▸ **DIRECTIONS FOR THIS TASK**: From the data that follows, print exactly the lines starting at the one containing "filename crates/regression/src/error.rs" and ending at the one containing "order is zero."; include both of them and nothing more.

▸ **SOURCE MATERIAL**:
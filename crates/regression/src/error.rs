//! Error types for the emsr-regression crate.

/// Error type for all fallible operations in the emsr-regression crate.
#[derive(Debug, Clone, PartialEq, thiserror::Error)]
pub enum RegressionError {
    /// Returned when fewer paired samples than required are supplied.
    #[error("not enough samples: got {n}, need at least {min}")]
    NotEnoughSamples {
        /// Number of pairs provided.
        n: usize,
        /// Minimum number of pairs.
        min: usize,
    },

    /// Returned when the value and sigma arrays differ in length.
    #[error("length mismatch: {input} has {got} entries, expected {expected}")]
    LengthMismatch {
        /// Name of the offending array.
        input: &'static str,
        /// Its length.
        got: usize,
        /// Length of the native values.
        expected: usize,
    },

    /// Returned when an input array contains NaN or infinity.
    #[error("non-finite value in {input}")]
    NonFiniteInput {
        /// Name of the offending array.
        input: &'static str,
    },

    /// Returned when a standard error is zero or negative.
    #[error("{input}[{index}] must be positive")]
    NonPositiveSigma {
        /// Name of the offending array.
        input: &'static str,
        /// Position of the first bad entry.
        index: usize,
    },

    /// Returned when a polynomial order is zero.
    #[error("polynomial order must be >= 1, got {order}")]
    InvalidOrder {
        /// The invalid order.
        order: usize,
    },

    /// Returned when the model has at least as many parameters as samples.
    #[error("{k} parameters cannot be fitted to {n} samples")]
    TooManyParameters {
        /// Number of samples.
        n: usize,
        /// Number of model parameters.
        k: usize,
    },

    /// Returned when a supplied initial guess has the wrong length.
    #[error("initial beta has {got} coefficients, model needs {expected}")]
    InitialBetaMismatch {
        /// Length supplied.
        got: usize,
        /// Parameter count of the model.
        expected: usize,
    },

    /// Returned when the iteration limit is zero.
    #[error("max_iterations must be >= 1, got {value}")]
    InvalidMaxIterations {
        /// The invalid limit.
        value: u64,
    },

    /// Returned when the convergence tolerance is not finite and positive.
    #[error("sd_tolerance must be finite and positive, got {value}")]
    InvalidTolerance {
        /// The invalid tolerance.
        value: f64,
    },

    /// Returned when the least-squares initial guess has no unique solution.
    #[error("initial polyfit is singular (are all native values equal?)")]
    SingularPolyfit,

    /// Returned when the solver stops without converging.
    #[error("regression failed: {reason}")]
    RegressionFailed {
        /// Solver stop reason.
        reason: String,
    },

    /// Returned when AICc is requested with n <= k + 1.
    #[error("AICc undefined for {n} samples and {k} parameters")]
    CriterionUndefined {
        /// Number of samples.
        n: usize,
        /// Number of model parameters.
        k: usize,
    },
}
---
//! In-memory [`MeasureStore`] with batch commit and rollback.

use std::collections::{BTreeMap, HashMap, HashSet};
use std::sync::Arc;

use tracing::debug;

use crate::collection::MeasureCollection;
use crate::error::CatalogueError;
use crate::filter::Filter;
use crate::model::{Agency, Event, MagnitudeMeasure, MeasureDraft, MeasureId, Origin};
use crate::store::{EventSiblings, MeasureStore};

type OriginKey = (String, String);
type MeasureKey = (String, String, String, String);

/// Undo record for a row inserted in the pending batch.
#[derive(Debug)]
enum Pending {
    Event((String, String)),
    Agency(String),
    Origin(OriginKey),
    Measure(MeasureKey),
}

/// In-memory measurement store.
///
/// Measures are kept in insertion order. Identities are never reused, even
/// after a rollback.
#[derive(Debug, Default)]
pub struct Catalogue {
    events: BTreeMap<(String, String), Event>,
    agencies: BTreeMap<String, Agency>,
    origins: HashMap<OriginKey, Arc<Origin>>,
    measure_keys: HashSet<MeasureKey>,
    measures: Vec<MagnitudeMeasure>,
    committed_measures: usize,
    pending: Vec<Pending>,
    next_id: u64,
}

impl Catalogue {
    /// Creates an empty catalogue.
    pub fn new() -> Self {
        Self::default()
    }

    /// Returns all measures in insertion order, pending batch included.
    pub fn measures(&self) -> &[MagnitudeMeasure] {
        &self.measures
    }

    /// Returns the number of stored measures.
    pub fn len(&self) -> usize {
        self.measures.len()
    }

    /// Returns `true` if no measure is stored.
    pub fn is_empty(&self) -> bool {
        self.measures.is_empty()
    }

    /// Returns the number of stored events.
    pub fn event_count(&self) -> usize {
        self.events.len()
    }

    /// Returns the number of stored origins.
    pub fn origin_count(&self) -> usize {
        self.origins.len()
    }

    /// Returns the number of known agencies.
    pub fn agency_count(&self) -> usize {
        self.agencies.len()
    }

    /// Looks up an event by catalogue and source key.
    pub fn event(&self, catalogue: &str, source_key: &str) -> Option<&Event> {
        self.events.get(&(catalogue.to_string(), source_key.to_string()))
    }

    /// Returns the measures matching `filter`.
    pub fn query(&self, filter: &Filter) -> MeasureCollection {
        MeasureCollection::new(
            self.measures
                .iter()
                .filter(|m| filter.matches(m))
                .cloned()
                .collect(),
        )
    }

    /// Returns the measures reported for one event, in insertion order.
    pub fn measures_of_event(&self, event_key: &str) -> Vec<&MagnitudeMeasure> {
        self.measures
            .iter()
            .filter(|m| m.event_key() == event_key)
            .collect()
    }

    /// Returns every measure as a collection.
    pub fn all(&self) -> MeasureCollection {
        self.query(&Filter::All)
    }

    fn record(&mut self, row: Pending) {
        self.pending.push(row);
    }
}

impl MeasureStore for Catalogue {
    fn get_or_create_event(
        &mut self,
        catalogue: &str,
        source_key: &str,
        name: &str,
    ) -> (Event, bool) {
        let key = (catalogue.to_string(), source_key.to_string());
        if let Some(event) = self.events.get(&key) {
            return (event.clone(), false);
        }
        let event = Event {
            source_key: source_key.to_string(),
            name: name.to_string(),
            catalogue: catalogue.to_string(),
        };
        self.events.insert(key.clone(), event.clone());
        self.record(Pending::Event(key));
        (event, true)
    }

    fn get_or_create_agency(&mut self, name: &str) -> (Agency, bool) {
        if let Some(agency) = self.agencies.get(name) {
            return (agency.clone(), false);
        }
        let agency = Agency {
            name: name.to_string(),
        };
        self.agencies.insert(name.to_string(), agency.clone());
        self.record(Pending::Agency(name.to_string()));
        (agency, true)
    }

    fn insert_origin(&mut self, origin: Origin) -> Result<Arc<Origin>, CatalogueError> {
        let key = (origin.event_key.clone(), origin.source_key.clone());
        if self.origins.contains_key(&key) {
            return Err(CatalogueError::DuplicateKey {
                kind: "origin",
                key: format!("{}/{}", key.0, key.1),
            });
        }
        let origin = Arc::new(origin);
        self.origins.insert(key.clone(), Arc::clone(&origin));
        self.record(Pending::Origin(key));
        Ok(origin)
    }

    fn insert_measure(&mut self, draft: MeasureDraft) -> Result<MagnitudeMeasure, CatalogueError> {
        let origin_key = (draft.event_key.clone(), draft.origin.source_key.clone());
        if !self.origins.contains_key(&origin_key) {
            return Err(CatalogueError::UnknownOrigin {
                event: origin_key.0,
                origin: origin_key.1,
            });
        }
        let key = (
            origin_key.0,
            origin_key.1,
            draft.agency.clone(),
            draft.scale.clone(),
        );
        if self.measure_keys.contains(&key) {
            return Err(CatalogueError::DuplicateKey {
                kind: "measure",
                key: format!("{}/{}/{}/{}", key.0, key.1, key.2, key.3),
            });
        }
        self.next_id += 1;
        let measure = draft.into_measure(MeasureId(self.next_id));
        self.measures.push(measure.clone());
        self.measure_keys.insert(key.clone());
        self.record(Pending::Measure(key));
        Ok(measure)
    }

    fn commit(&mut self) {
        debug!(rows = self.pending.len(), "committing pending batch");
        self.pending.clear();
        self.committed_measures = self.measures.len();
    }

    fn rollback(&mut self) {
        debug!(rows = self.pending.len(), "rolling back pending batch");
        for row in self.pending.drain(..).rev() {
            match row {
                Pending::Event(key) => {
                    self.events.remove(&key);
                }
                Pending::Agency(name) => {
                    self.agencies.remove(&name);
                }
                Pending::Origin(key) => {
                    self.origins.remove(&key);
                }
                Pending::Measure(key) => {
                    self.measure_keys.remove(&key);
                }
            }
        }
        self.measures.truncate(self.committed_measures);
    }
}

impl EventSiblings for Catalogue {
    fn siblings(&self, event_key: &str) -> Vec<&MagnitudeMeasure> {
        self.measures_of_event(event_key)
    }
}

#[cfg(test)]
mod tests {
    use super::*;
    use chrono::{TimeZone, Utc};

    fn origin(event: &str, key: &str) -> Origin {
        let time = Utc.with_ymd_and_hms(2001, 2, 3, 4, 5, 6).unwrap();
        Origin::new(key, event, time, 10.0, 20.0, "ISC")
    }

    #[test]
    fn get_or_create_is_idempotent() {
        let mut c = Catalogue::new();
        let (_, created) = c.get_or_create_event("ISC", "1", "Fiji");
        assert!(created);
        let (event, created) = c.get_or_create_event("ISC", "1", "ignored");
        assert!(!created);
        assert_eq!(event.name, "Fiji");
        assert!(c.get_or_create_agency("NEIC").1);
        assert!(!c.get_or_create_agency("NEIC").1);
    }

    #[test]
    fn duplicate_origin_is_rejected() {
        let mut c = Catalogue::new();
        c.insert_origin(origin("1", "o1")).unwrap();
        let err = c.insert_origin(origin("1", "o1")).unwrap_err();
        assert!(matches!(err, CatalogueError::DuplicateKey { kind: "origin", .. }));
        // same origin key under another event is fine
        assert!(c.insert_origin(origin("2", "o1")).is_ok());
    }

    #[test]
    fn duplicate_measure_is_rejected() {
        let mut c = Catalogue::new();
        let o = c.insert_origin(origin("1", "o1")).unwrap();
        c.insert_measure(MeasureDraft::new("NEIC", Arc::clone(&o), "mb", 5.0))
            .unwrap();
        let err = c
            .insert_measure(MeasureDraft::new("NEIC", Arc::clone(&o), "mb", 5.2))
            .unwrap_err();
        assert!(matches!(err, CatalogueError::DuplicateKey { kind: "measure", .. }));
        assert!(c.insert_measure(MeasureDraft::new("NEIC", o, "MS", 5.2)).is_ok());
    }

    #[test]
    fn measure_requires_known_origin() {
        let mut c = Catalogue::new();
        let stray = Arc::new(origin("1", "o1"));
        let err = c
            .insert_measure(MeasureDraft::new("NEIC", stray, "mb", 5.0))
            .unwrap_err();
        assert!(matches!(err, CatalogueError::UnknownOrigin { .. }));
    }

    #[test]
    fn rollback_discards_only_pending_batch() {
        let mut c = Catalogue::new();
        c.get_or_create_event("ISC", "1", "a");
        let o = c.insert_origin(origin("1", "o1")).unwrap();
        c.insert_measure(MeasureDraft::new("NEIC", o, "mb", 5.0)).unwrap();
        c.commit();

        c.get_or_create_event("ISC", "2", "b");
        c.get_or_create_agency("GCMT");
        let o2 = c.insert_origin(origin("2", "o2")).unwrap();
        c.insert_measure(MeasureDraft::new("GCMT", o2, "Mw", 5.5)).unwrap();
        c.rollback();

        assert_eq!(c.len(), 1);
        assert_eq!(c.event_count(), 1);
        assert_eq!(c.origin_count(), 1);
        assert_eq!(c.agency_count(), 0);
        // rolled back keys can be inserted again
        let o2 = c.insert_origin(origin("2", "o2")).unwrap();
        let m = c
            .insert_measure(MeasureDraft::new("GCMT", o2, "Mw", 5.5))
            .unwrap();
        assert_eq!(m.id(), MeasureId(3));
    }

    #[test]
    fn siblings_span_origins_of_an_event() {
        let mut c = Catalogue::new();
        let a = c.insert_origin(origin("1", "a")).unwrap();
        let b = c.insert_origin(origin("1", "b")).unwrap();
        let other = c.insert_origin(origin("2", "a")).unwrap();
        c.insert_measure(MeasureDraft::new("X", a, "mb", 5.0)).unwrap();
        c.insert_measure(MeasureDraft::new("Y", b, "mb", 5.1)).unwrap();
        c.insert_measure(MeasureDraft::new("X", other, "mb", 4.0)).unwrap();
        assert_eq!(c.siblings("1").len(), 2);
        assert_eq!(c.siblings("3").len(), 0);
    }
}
==
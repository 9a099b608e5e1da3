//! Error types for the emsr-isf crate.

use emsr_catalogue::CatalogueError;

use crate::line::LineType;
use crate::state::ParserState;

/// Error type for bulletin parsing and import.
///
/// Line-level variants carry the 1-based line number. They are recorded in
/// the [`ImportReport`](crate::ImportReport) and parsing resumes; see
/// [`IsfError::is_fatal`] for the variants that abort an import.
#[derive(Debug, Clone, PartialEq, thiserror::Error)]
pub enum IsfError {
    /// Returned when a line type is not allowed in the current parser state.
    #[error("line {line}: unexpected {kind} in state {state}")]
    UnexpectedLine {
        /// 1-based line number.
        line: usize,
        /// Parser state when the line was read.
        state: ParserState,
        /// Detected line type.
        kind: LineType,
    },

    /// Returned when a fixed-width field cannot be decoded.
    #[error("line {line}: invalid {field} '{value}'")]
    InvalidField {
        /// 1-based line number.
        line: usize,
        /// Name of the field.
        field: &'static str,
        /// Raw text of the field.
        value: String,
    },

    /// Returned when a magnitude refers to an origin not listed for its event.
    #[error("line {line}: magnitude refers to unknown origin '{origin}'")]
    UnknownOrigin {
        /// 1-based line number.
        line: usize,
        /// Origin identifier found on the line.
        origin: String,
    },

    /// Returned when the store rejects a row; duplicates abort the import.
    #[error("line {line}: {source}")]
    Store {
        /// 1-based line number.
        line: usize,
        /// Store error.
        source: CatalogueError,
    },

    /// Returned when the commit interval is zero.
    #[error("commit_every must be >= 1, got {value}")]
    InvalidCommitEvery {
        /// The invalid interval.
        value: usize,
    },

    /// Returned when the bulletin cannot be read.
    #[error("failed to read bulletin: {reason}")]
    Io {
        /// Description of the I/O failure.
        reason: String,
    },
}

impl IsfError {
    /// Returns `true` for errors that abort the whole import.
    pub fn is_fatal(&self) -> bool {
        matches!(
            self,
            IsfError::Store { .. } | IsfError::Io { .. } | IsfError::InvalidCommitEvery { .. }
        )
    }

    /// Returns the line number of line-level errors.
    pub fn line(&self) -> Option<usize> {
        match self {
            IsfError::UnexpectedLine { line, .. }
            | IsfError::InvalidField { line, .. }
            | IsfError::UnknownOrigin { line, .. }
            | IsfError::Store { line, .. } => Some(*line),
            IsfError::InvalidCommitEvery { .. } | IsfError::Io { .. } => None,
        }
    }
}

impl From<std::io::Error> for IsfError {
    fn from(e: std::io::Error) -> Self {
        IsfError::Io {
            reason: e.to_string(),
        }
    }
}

▸ **PROBLEM SOLUTION**:
filename crates/regression/src/error.rs
//! Error types for the emsr-regression crate.

/// Error type for all fallible operations in the emsr-regression crate.
#[derive(Debug, Clone, PartialEq, thiserror::Error)]
pub enum RegressionError {
    /// Returned when fewer paired samples than required are supplied.
    #[error("not enough samples: got {n}, need at least {min}")]
    NotEnoughSamples {
        /// Number of pairs provided.
        n: usize,
        /// Minimum number of pairs.
        min: usize,
    },

    /// Returned when the value and sigma arrays differ in length.
    #[error("length mismatch: {input} has {got} entries, expected {expected}")]
    LengthMismatch {
        /// Name of the offending array.
        input: &'static str,
        /// Its length.
        got: usize,
        /// Length of the native values.
        expected: usize,
    },

    /// Returned when an input array contains NaN or infinity.
    #[error("non-finite value in {input}")]
    NonFiniteInput {
        /// Name of the offending array.
        input: &'static str,
    },

    /// Returned when a standard error is zero or negative.
    #[error("{input}[{index}] must be positive")]
    NonPositiveSigma {
        /// Name of the offending array.
        input: &'static str,
        /// Position of the first bad entry.
        index: usize,
    },

    /// Returned when a polynomial order is zero.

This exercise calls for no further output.